EXERCISE AIM – Would you print out every entry exactly as given?

++++ DATA RECORDS

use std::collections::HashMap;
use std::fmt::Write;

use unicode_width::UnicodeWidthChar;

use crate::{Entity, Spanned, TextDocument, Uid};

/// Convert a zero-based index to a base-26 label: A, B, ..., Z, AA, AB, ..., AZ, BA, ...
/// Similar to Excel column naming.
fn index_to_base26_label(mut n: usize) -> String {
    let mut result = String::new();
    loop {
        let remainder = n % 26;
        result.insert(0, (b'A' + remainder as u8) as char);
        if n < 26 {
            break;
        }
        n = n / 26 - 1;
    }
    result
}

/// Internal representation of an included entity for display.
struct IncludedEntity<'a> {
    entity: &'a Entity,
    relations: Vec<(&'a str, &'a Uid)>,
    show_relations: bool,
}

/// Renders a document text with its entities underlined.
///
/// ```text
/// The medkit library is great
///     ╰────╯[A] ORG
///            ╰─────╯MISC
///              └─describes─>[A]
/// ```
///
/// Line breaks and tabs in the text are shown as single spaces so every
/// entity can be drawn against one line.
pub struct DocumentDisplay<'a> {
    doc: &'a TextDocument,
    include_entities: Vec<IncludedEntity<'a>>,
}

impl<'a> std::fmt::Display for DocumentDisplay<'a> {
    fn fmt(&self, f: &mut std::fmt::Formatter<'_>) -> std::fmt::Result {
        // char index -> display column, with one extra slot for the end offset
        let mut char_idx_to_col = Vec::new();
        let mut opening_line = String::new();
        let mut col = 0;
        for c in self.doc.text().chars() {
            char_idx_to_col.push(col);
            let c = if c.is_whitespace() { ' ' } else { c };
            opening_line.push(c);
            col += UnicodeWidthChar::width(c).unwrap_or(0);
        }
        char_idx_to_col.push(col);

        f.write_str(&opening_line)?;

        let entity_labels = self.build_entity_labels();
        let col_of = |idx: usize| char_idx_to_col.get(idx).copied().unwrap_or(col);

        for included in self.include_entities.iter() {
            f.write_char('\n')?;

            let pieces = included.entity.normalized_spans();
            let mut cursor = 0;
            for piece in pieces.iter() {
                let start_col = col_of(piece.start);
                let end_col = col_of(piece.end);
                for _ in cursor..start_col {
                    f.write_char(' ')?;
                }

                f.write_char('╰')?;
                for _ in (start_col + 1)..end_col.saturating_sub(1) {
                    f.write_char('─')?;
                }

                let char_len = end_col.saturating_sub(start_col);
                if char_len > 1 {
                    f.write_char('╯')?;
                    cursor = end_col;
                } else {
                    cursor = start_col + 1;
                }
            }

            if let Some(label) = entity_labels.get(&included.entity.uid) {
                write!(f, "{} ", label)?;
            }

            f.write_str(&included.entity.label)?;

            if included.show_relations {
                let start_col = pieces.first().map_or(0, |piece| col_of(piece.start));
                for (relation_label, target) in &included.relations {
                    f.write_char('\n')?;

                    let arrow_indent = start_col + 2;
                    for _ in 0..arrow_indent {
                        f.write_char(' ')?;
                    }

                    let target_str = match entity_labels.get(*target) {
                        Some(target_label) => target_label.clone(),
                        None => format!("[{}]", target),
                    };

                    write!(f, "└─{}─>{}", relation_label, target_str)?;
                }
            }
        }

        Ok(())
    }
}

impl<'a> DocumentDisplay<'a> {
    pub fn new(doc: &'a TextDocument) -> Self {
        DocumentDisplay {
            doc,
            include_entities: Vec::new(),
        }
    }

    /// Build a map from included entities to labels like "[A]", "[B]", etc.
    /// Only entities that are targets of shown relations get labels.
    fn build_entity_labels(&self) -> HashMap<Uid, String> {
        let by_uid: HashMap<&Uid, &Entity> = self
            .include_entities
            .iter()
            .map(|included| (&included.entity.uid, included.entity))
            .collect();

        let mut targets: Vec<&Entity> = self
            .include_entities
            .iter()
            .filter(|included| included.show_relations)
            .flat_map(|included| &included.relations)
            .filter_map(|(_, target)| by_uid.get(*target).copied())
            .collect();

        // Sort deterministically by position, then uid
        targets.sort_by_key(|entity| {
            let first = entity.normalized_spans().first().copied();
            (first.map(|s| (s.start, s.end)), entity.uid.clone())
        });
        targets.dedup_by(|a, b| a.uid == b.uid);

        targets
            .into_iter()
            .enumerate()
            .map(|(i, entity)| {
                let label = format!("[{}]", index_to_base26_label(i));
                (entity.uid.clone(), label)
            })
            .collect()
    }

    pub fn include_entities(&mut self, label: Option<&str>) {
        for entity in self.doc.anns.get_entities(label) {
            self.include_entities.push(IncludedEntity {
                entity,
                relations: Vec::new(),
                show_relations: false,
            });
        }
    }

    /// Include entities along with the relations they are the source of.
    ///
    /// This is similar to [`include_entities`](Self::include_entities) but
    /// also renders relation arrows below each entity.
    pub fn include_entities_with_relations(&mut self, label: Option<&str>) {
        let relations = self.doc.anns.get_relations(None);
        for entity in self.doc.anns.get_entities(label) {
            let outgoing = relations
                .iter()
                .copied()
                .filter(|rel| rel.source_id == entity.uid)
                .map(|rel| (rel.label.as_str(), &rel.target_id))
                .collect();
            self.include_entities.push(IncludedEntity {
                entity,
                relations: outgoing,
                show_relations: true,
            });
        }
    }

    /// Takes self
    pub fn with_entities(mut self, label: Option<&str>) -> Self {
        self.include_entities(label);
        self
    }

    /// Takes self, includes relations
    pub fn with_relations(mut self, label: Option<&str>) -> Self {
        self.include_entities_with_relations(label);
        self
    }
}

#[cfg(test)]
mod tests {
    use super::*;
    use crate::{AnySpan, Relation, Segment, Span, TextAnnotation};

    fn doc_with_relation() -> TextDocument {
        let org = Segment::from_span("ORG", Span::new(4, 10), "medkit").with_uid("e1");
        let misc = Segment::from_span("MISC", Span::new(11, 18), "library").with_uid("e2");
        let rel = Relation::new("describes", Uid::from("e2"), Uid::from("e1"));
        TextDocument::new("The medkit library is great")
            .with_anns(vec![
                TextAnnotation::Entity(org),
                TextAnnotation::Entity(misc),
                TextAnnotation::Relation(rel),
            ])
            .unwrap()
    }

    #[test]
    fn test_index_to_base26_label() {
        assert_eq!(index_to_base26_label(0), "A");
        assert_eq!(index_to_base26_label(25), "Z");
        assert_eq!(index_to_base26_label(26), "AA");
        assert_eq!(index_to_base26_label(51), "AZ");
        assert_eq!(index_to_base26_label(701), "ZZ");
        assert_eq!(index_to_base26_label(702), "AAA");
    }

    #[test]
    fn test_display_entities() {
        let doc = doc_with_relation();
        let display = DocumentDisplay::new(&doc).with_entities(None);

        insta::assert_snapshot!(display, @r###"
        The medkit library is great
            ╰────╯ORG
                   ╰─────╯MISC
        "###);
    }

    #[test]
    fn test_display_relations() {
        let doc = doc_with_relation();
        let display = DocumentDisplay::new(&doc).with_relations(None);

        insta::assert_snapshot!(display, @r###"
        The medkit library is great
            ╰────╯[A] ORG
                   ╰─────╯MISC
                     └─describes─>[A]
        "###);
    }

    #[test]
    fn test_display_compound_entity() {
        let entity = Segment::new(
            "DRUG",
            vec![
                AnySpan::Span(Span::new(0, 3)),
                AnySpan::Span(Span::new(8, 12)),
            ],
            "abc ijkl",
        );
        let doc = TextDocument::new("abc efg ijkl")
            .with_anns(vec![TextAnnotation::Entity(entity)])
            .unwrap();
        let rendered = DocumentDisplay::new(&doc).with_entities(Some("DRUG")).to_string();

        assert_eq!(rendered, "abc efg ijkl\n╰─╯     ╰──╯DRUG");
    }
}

++++++++

ANSWER FOR THIS EXERCISE –
use std::collections::HashMap;
use std::fmt::Write;

use unicode_width::UnicodeWidthChar;

use crate::{Entity, Spanned, TextDocument, Uid};

/// Convert a zero-based index to a base-26 label: A, B, ..., Z, AA, AB, ..., AZ, BA, ...
/// Similar to Excel column naming.
fn index_to_base26_label(mut n: usize) -> String {
    let mut result = String::new();
    loop {
        let remainder = n % 26;
        result.insert(0, (b'A' + remainder as u8) as char);
        if n < 26 {
            break;
        }
        n = n / 26 - 1;
    }
    result
}

/// Internal representation of an included entity for display.
struct IncludedEntity<'a> {
    entity: &'a Entity,
    relations: Vec<(&'a str, &'a Uid)>,
    show_relations: bool,
}

/// Renders a document text with its entities underlined.
///
/// ```text
/// The medkit library is great
///     ╰────╯[A] ORG
///            ╰─────╯MISC
///              └─describes─>[A]
/// ```
///
/// Line breaks and tabs in the text are shown as single spaces so every
/// entity can be drawn against one line.
pub struct DocumentDisplay<'a> {
    doc: &'a TextDocument,
    include_entities: Vec<IncludedEntity<'a>>,
}

impl<'a> std::fmt::Display for DocumentDisplay<'a> {
    fn fmt(&self, f: &mut std::fmt::Formatter<'_>) -> std::fmt::Result {
        // char index -> display column, with one extra slot for the end offset
        let mut char_idx_to_col = Vec::new();
        let mut opening_line = String::new();
        let mut col = 0;
        for c in self.doc.text().chars() {
            char_idx_to_col.push(col);
            let c = if c.is_whitespace() { ' ' } else { c };
            opening_line.push(c);
            col += UnicodeWidthChar::width(c).unwrap_or(0);
        }
        char_idx_to_col.push(col);

        f.write_str(&opening_line)?;

        let entity_labels = self.build_entity_labels();
        let col_of = |idx: usize| char_idx_to_col.get(idx).copied().unwrap_or(col);

        for included in self.include_entities.iter() {
            f.write_char('\n')?;

            let pieces = included.entity.normalized_spans();
            let mut cursor = 0;
            for piece in pieces.iter() {
                let start_col = col_of(piece.start);
                let end_col = col_of(piece.end);
                for _ in cursor..start_col {
                    f.write_char(' ')?;
                }

                f.write_char('╰')?;
                for _ in (start_col + 1)..end_col.saturating_sub(1) {
                    f.write_char('─')?;
                }

                let char_len = end_col.saturating_sub(start_col);
                if char_len > 1 {
                    f.write_char('╯')?;
                    cursor = end_col;
                } else {
                    cursor = start_col + 1;
                }
            }

            if let Some(label) = entity_labels.get(&included.entity.uid) {
                write!(f, "{} ", label)?;
            }

            f.write_str(&included.entity.label)?;

            if included.show_relations {
                let start_col = pieces.first().map_or(0, |piece| col_of(piece.start));
                for (relation_label, target) in &included.relations {
                    f.write_char('\n')?;

                    let arrow_indent = start_col + 2;
                    for _ in 0..arrow_indent {
                        f.write_char(' ')?;
                    }

                    let target_str = match entity_labels.get(*target) {
                        Some(target_label) => target_label.clone(),
                        None => format!("[{}]", target),
                    };

                    write!(f, "└─{}─>{}", relation_label, target_str)?;
                }
            }
        }

        Ok(())
    }
}

impl<'a> DocumentDisplay<'a> {
    pub fn new(doc: &'a TextDocument) -> Self {
        DocumentDisplay {
            doc,
            include_entities: Vec::new(),
        }
    }

    /// Build a map from included entities to labels like "[A]", "[B]", etc.
    /// Only entities that are targets of shown relations get labels.
    fn build_entity_labels(&self) -> HashMap<Uid, String> {
        let by_uid: HashMap<&Uid, &Entity> = self
            .include_entities
            .iter()
            .map(|included| (&included.entity.uid, included.entity))
            .collect();

        let mut targets: Vec<&Entity> = self
            .include_entities
            .iter()
            .filter(|included| included.show_relations)
            .flat_map(|included| &included.relations)
            .filter_map(|(_, target)| by_uid.get(*target).copied())
            .collect();

        // Sort deterministically by position, then uid
        targets.sort_by_key(|entity| {
            let first = entity.normalized_spans().first().copied();
            (first.map(|s| (s.start, s.end)), entity.uid.clone())
        });
        targets.dedup_by(|a, b| a.uid == b.uid);

        targets
            .into_iter()
            .enumerate()
            .map(|(i, entity)| {
                let label = format!("[{}]", index_to_base26_label(i));
                (entity.uid.clone(), label)
            })
            .collect()
    }

    pub fn include_entities(&mut self, label: Option<&str>) {
        for entity in self.doc.anns.get_entities(label) {
            self.include_entities.push(IncludedEntity {
                entity,
                relations: Vec::new(),
                show_relations: false,
            });
        }
    }

    /// Include entities along with the relations they are the source of.
    ///
    /// This is similar to [`include_entities`](Self::include_entities) but
    /// also renders relation arrows below each entity.
    pub fn include_entities_with_relations(&mut self, label: Option<&str>) {
        let relations = self.doc.anns.get_relations(None);
        for entity in self.doc.anns.get_entities(label) {
            let outgoing = relations
                .iter()
                .copied()
                .filter(|rel| rel.source_id == entity.uid)
                .map(|rel| (rel.label.as_str(), &rel.target_id))
                .collect();
            self.include_entities.push(IncludedEntity {
                entity,
                relations: outgoing,
                show_relations: true,
            });
        }
    }

    /// Takes self
    pub fn with_entities(mut self, label: Option<&str>) -> Self {
        self.include_entities(label);
        self
    }

    /// Takes self, includes relations
    pub fn with_relations(mut self, label: Option<&str>) -> Self {
        self.include_entities_with_relations(label);
        self
    }
}

#[cfg(test)]
mod tests {
    use super::*;
    use crate::{AnySpan, Relation, Segment, Span, TextAnnotation};

    fn doc_with_relation() -> TextDocument {
        let org = Segment::from_span("ORG", Span::new(4, 10), "medkit").with_uid("e1");
        let misc = Segment::from_span("MISC", Span::new(11, 18), "library").with_uid("e2");
        let rel = Relation::new("describes", Uid::from("e2"), Uid::from("e1"));
        TextDocument::new("The medkit library is great")
            .with_anns(vec![
                TextAnnotation::Entity(org),
                TextAnnotation::Entity(misc),
                TextAnnotation::Relation(rel),
            ])
            .unwrap()
    }

    #[test]
    fn test_index_to_base26_label() {
        assert_eq!(index_to_base26_label(0), "A");
        assert_eq!(index_to_base26_label(25), "Z");
        assert_eq!(index_to_base26_label(26), "AA");
        assert_eq!(index_to_base26_label(51), "AZ");
        assert_eq!(index_to_base26_label(701), "ZZ");
        assert_eq!(index_to_base26_label(702), "AAA");
    }

    #[test]
    fn test_display_entities() {
        let doc = doc_with_relation();
        let display = DocumentDisplay::new(&doc).with_entities(None);

        insta::assert_snapshot!(display, @r###"
        The medkit library is great
            ╰────╯ORG
                   ╰─────╯MISC
        "###);
    }

    #[test]
    fn test_display_relations() {
        let doc = doc_with_relation();
        let display = DocumentDisplay::new(&doc).with_relations(None);

        insta::assert_snapshot!(display, @r###"
        The medkit library is great
            ╰────╯[A] ORG
                   ╰─────╯MISC
                     └─describes─>[A]
        "###);
    }

    #[test]
    fn test_display_compound_entity() {
        let entity = Segment::new(
            "DRUG",
            vec![
                AnySpan::Span(Span::new(0, 3)),
                AnySpan::Span(Span::new(8, 12)),
            ],
            "abc ijkl",
        );
        let doc = TextDocument::new("abc efg ijkl")
            .with_anns(vec![TextAnnotation::Entity(entity)])
            .unwrap();
        let rendered = DocumentDisplay::new(&doc).with_entities(Some("DRUG")).to_string();

        assert_eq!(rendered, "abc efg ijkl\n╰─╯     ╰──╯DRUG");
    }
}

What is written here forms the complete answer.